Thread overview
rvalue references template ?
Jan 02, 2012
Joshua Reusch
Jan 02, 2012
Timon Gehr
Jan 02, 2012
Simen Kjærås
Jan 02, 2012
Simen Kjærås
Jan 02, 2012
Joshua Reusch
January 02, 2012
Is it possible to create a template turning any value into a lvalue?
This would be helpful if a function expects a reference but you dont need the result of the change:

///decode(S)(in S str, ref size_t index);
auto c = std.utf.decode(some_string, lval!0);
January 02, 2012
On 01/02/2012 03:02 PM, Joshua Reusch wrote:
> Is it possible to create a template turning any value into a lvalue?
> This would be helpful if a function expects a reference but you dont
> need the result of the change:
>
> ///decode(S)(in S str, ref size_t index);
> auto c = std.utf.decode(some_string, lval!0);

Yes, but I currently cannot see a full solution that does not heap-allocate.
January 02, 2012
On Mon, 02 Jan 2012 15:02:30 +0100, Joshua Reusch <yoschi@arkandos.de> wrote:

> Is it possible to create a template turning any value into a lvalue?
> This would be helpful if a function expects a reference but you dont need the result of the change:
>
> ///decode(S)(in S str, ref size_t index);
> auto c = std.utf.decode(some_string, lval!0);


template LRef( T, string f = __FILE__, int l = __LINE__ ) {
    static T LRef;
}

ref T lref( T, string f = __FILE__, int l = __LINE__ )( T value ) {
    LRef!( T, f, l ) = value;
    return LRef!( T, f, l );
}

unittest {
    assert( __traits( compiles, lref(0) = 3 ) );
}

This seems to work for me. 'course, there are limitations. Behind the
scenes, this creates a global variable per instantiation, and it
cannot be used more than once per line.
January 02, 2012
On Mon, 02 Jan 2012 15:02:30 +0100, Joshua Reusch <yoschi@arkandos.de> wrote:

> Is it possible to create a template turning any value into a lvalue?
> This would be helpful if a function expects a reference but you dont need the result of the change:
>
> ///decode(S)(in S str, ref size_t index);
> auto c = std.utf.decode(some_string, lval!0);


template LRef( T, string f = __FILE__, int l = __LINE__ ) {
    static T LRef;
}

ref T lref( T, string f = __FILE__, int l = __LINE__ )( T value ) {
    LRef!( T, f, l ) = value;
    return LRef!( T, f, l );
}

unittest {
    assert( __traits( compiles, lref(0) = 3 ) );
}

This seems to work for me. 'course, there are limitations.

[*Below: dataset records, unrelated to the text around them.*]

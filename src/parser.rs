// SPDX-License-Identifier: AGPL-3.0-or-later
//
// Copyright (C) 2025 Daniel Negri
//
// This program is free software: you can redistribute it and/or modify
// it under the terms of the GNU Affero General Public License as published by
// the Free Software Foundation, either version 3 of the License, or
// (at your option) any later version.
//
// This program is distributed in the hope that it will be useful,
// but WITHOUT ANY WARRANTY; without even the implied warranty of
// MERCHANTABILITY or FITNESS FOR A PARTICULAR PURPOSE. See the
// GNU Affero General Public License for more details.
//
// You should have received a copy of the GNU Affero General Public License
// along with this program. If not, see <https://www.gnu.org/licenses/>.

//! The parse pipeline.
//!
//! ```text
//! raw text ─► SourceText ─► scan ─► validate_statement (every statement)
//!                                        │
//!                     any diagnostics? ──┼── yes ─► Err(Diagnostics)
//!                                        └── no ──► Ok(Vec<TransactionRecord>)
//! ```
//!
//! A submission is accepted or rejected as a whole: when any field of any
//! statement is invalid, statements that did validate are discarded too.
//!
//! # Example
//!
//! ```
//! use fxql_parser::parse;
//! use rust_decimal_macros::dec;
//!
//! let records = parse("USD-GBP { BUY 100 SELL 200 CAP 93800 }").unwrap();
//! assert_eq!(records.len(), 1);
//! assert_eq!(records[0].source_currency(), "USD");
//! assert_eq!(records[0].buy_price(), dec!(100));
//!
//! let diagnostics = parse("usd-eur { BUY 100 SELL 90 CAP 5000 }").unwrap_err();
//! assert!(diagnostics.messages()[0].contains("Currency Pair"));
//! ```

use crate::diagnostic::Diagnostics;
use crate::id::{IdGenerator, RandomIdGenerator};
use crate::record::TransactionRecord;
use crate::scanner::{self, RawStatementMatch};
use crate::source::SourceText;
use crate::validation::{ValidStatement, validate_statement};
use tracing::{debug, warn};

/// Records on success, every located field error otherwise. Never both.
pub type ParseOutcome = Result<Vec<TransactionRecord>, Diagnostics>;

/// Parses FXQL submissions, drawing record identifiers from `G`.
///
/// A parser holds no per-call state and can be shared across threads.
#[derive(Debug, Default)]
pub struct Parser<G = RandomIdGenerator> {
    ids: G,
}

impl Parser {
    /// A parser using random v4 UUIDs for identifiers.
    pub fn new() -> Self {
        Self::with_generator(RandomIdGenerator)
    }
}

impl<G: IdGenerator> Parser<G> {
    pub fn with_generator(ids: G) -> Self {
        Self { ids }
    }

    /// Parses and validates a whole submission.
    pub fn parse(&self, raw: &str) -> ParseOutcome {
        let source = SourceText::normalize(raw);
        let statements: Vec<RawStatementMatch<'_>> = scanner::scan(source.as_str()).collect();
        report_skipped_text(&source, &statements);

        let mut diagnostics = Diagnostics::new();
        let mut valid: Vec<ValidStatement> = Vec::with_capacity(statements.len());
        for statement in &statements {
            match validate_statement(&source, statement) {
                Ok(statement) => valid.push(statement),
                Err(errors) => diagnostics.extend(errors),
            }
        }

        if !diagnostics.is_empty() {
            debug!(
                statements = statements.len(),
                diagnostics = diagnostics.len(),
                "rejecting FXQL submission"
            );
            return Err(diagnostics);
        }

        Ok(valid
            .into_iter()
            .map(|statement| TransactionRecord::build(statement, self.ids.generate()))
            .collect())
    }
}

/// Parses with a default [`Parser`].
pub fn parse(raw: &str) -> ParseOutcome {
    Parser::new().parse(raw)
}

/// Logs non-blank text that no statement block covers.
fn report_skipped_text(source: &SourceText, statements: &[RawStatementMatch<'_>]) {
    let text = source.as_str();
    let block_starts = statements.iter().map(|s| s.span.start).chain([text.len()]);
    let gap_starts = [0].into_iter().chain(statements.iter().map(|s| s.span.end));

    for (gap_start, gap_end) in gap_starts.zip(block_starts) {
        let gap = &text[gap_start..gap_end];
        if let Some(skip) = gap.find(|c: char| !c.is_whitespace()) {
            let position = source.position(gap_start + skip);
            warn!(
                line = position.line,
                column = position.column,
                "ignoring text that is not an FXQL statement"
            );
        }
    }
}

#[cfg(test)]
mod tests {
    use super::*;
    use crate::diagnostic::FieldKind;
    use crate::id::SeededIdGenerator;
    use rust_decimal_macros::dec;

    #[test]
    fn valid_statement_becomes_record() {
        let records = parse("USD-GBP { BUY 100 SELL 200 CAP 93800 }").unwrap();

        assert_eq!(records.len(), 1);
        let record = &records[0];
        assert_eq!(record.source_currency(), "USD");
        assert_eq!(record.destination_currency(), "GBP");
        assert_eq!(record.buy_price(), dec!(100));
        assert_eq!(record.sell_price(), dec!(200));
        assert_eq!(record.cap_amount(), 93_800);
        assert!(record.id().to_string().starts_with("FXQL-"));
    }

    #[test]
    fn lowercase_pair_is_rejected_with_location() {
        let diagnostics = parse("usd-eur { BUY 100 SELL 90 CAP 5000 }").unwrap_err();

        assert_eq!(diagnostics.len(), 1);
        let diagnostic = diagnostics.iter().next().unwrap();
        assert_eq!(diagnostic.kind, FieldKind::CurrencyPair);
        assert_eq!(diagnostic.line, 1);
        assert!(diagnostic.message.contains("Currency Pair"));
        assert!(diagnostic.message.contains("Line 1"));
    }

    #[test]
    fn one_bad_statement_rejects_the_whole_submission() {
        let input = "USD-GBP { BUY 100 SELL 200 CAP 93800 }\nEUR-USD { BUY 1 SELL 2 CAP -5 }";
        let diagnostics = parse(input).unwrap_err();

        assert_eq!(diagnostics.len(), 1);
        assert_eq!(diagnostics.iter().next().unwrap().kind, FieldKind::Cap);
    }

    #[test]
    fn empty_input_yields_no_records() {
        assert_eq!(parse(""), Ok(vec![]));
        assert_eq!(parse("  \n\t "), Ok(vec![]));
    }

    #[test]
    fn prose_only_yields_no_records() {
        assert_eq!(parse("nothing to see here"), Ok(vec![]));
    }

    #[test]
    fn seeded_generator_makes_ids_reproducible() {
        let input = "USD-GBP { BUY 1 SELL 2 CAP 3 }\nEUR-USD { BUY 4 SELL 5 CAP 6 }";
        let first = Parser::with_generator(SeededIdGenerator::new(99)).parse(input).unwrap();
        let second = Parser::with_generator(SeededIdGenerator::new(99)).parse(input).unwrap();

        assert_eq!(first, second);
        assert_ne!(first[0].id(), first[1].id());
    }

    #[test]
    fn ids_are_not_drawn_for_rejected_submissions() {
        let generator = SeededIdGenerator::new(5);
        let parser = Parser::with_generator(generator);
        assert!(parser.parse("USD-GBP { BUY x SELL 2 CAP 3 }").is_err());

        // The first accepted record gets the first id in the seeded sequence.
        let record = &parser.parse("USD-GBP { BUY 1 SELL 2 CAP 3 }").unwrap()[0];
        assert_eq!(*record.id().as_uuid(), SeededIdGenerator::new(5).generate());
    }

    #[test]
    fn skipped_text_does_not_affect_outcome() {
        let input = "header\nUSD-GBP { BUY 1 SELL 2 CAP 3 }\ntrailing";
        assert_eq!(parse(input).unwrap().len(), 1);
    }
}
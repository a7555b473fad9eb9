// SPDX-License-Identifier: AGPL-3.0-or-later
//
// Copyright (C) 2025 Daniel Negri
//
// This program is free software: you can redistribute it and/or modify
// it under the terms of the GNU Affero General Public License as published by
// the Free Software Foundation, either version 3 of the License, or
// (at your option) any later version.
//
// This program is distributed in the hope that it will be useful,
// but WITHOUT ANY WARRANTY; without even the implied warranty of
// MERCHANTABILITY or FITNESS FOR A PARTICULAR PURPOSE. See the
// GNU Affero General Public License for more details.
//
// You should have received a copy of the GNU Affero General Public License
// along with this program. If not, see <https://www.gnu.org/licenses/>.

//! Field validators.
//!
//! - Currency pair: exactly `AAA-BBB`, uppercase ASCII letters only.
//! - BUY / SELL: a plain decimal literal strictly greater than zero.
//! - CAP: as BUY/SELL, with a zero fractional part (`5000` or `5000.0`).

use crate::base::{CurrencyCode, CurrencyPair};
use crate::diagnostic::{Diagnostic, FieldKind};
use crate::scanner::RawStatementMatch;
use crate::source::SourceText;
use rust_decimal::Decimal;
use std::str::FromStr;
use thiserror::Error;
use tracing::debug;

/// Why a single field was rejected.
#[derive(Debug, Clone, PartialEq, Eq, Error)]
pub enum FieldError {
    #[error("'{0}' is not two three-letter uppercase codes joined by '-'")]
    MalformedPair(String),
    #[error("'{0}' is not a decimal number")]
    NotANumber(String),
    #[error("'{0}' is not greater than zero")]
    NotPositive(String),
    #[error("'{0}' has a fractional part")]
    Fractional(String),
    #[error("'{0}' is out of range")]
    OutOfRange(String),
}

/// The typed values of a statement whose four fields all passed.
#[derive(Debug, Clone, Copy, PartialEq, Eq)]
pub struct ValidStatement {
    pub pair: CurrencyPair,
    pub buy: Decimal,
    pub sell: Decimal,
    pub cap: u64,
}

pub fn currency_pair(raw: &str) -> Result<CurrencyPair, FieldError> {
    let malformed = || FieldError::MalformedPair(raw.to_string());
    let (source, destination) = raw.split_once('-').ok_or_else(malformed)?;

    Ok(CurrencyPair {
        source: CurrencyCode::from_ascii(source.as_bytes()).ok_or_else(malformed)?,
        destination: CurrencyCode::from_ascii(destination.as_bytes()).ok_or_else(malformed)?,
    })
}

/// Validates a BUY or SELL price.
///
/// The value is held as a [`Decimal`]: fractional digits beyond its 28-digit
/// scale are rounded, and a positive literal that rounds to zero or exceeds
/// [`Decimal::MAX`] is rejected as out of range.
pub fn price(raw: &str) -> Result<Decimal, FieldError> {
    let literal = positive_literal(raw)?;
    let value = Decimal::from_str(literal.unsigned)
        .map_err(|_| FieldError::OutOfRange(raw.to_string()))?;
    if value.is_zero() {
        return Err(FieldError::OutOfRange(raw.to_string()));
    }
    Ok(value)
}

/// Validates a CAP amount.
pub fn cap(raw: &str) -> Result<u64, FieldError> {
    let literal = positive_literal(raw)?;
    if literal.has_fraction() {
        return Err(FieldError::Fractional(raw.to_string()));
    }
    literal
        .whole
        .parse::<u64>()
        .map_err(|_| FieldError::OutOfRange(raw.to_string()))
}

/// A syntactically valid numeric literal, split into its parts.
struct Literal<'a> {
    negative: bool,
    /// The literal without its sign.
    unsigned: &'a str,
    whole: &'a str,
    fraction: &'a str,
}

impl Literal<'_> {
    fn is_zero(&self) -> bool {
        self.unsigned.bytes().all(|b| b == b'0' || b == b'.')
    }

    fn has_fraction(&self) -> bool {
        self.fraction.bytes().any(|b| b != b'0')
    }
}

/// `[+-]?digits(.digits)?`, nothing else.
fn literal(raw: &str) -> Option<Literal<'_>> {
    let (negative, unsigned) = match raw.strip_prefix('-') {
        Some(rest) => (true, rest),
        None => (false, raw.strip_prefix('+').unwrap_or(raw)),
    };
    let all_digits = |part: &str| !part.is_empty() && part.bytes().all(|b| b.is_ascii_digit());

    let (whole, fraction) = match unsigned.split_once('.') {
        Some((whole, fraction)) if all_digits(fraction) => (whole, fraction),
        Some(_) => return None,
        None => (unsigned, ""),
    };
    if !all_digits(whole) {
        return None;
    }

    Some(Literal {
        negative,
        unsigned,
        whole,
        fraction,
    })
}

/// Positivity is read off the digits, before any conversion can round.
fn positive_literal(raw: &str) -> Result<Literal<'_>, FieldError> {
    let literal = literal(raw).ok_or_else(|| FieldError::NotANumber(raw.to_string()))?;
    if literal.negative || literal.is_zero() {
        return Err(FieldError::NotPositive(raw.to_string()));
    }
    Ok(literal)
}

/// Runs every field validator on a statement.
///
/// All four fields are checked even after a failure, so the error side
/// holds one diagnostic per invalid field, in statement order.
pub fn validate_statement(
    source: &SourceText,
    statement: &RawStatementMatch<'_>,
) -> Result<ValidStatement, Vec<Diagnostic>> {
    let pair = currency_pair(statement.pair.text);
    let buy = price(statement.buy.text);
    let sell = price(statement.sell.text);
    let cap = cap(statement.cap.text);

    match (pair, buy, sell, cap) {
        (Ok(pair), Ok(buy), Ok(sell), Ok(cap)) => Ok(ValidStatement {
            pair,
            buy,
            sell,
            cap,
        }),
        (pair, buy, sell, cap) => {
            let failures = [
                pair.err(),
                buy.err(),
                sell.err(),
                cap.err(),
            ];
            let diagnostics = FieldKind::ALL
                .into_iter()
                .zip(failures)
                .filter_map(|(kind, failure)| {
                    let error = failure?;
                    let diagnostic = Diagnostic::locate(kind, statement.field(kind), source);
                    debug!(
                        line = diagnostic.line,
                        column = diagnostic.char_start,
                        "rejected {kind} field: {error}"
                    );
                    Some(diagnostic)
                })
                .collect();
            Err(diagnostics)
        }
    }
}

Behind the
scenes, this creates a global variable per instantiation, and it
cannot be used more than once per line.
January 02, 2012
Am 02.01.2012 22:13, schrieb Simen Kjærås:
> On Mon, 02 Jan 2012 15:02:30 +0100, Joshua Reusch <yoschi@arkandos.de>
> wrote:
>
>> Is it possible to create a template turning any value into a lvalue?
>> This would be helpful if a function expects a reference but you dont
>> need the result of the change:
>>
>> ///decode(S)(in S str, ref size_t index);
>> auto c = std.utf.decode(some_string, lval!0);
>
>
> template LRef( T, string f = __FILE__, int l = __LINE__ ) {
> static T LRef;
> }
>
> ref T lref( T, string f = __FILE__, int l = __LINE__ )( T value ) {
> LRef!( T, f, l ) = value;
> return LRef!( T, f, l );
> }
>
> unittest {
> assert( __traits( compiles, lref(0) = 3 ) );
> }
>
> This seems to work for me. 'course, there are limitations. Behind the
> scenes, this creates a global variable per instantiation, and it
> cannot be used more than once per line.

I tried something similar, but always got some compiler errors... I think I tried to change a compile-time value. But your function works !

Thank you !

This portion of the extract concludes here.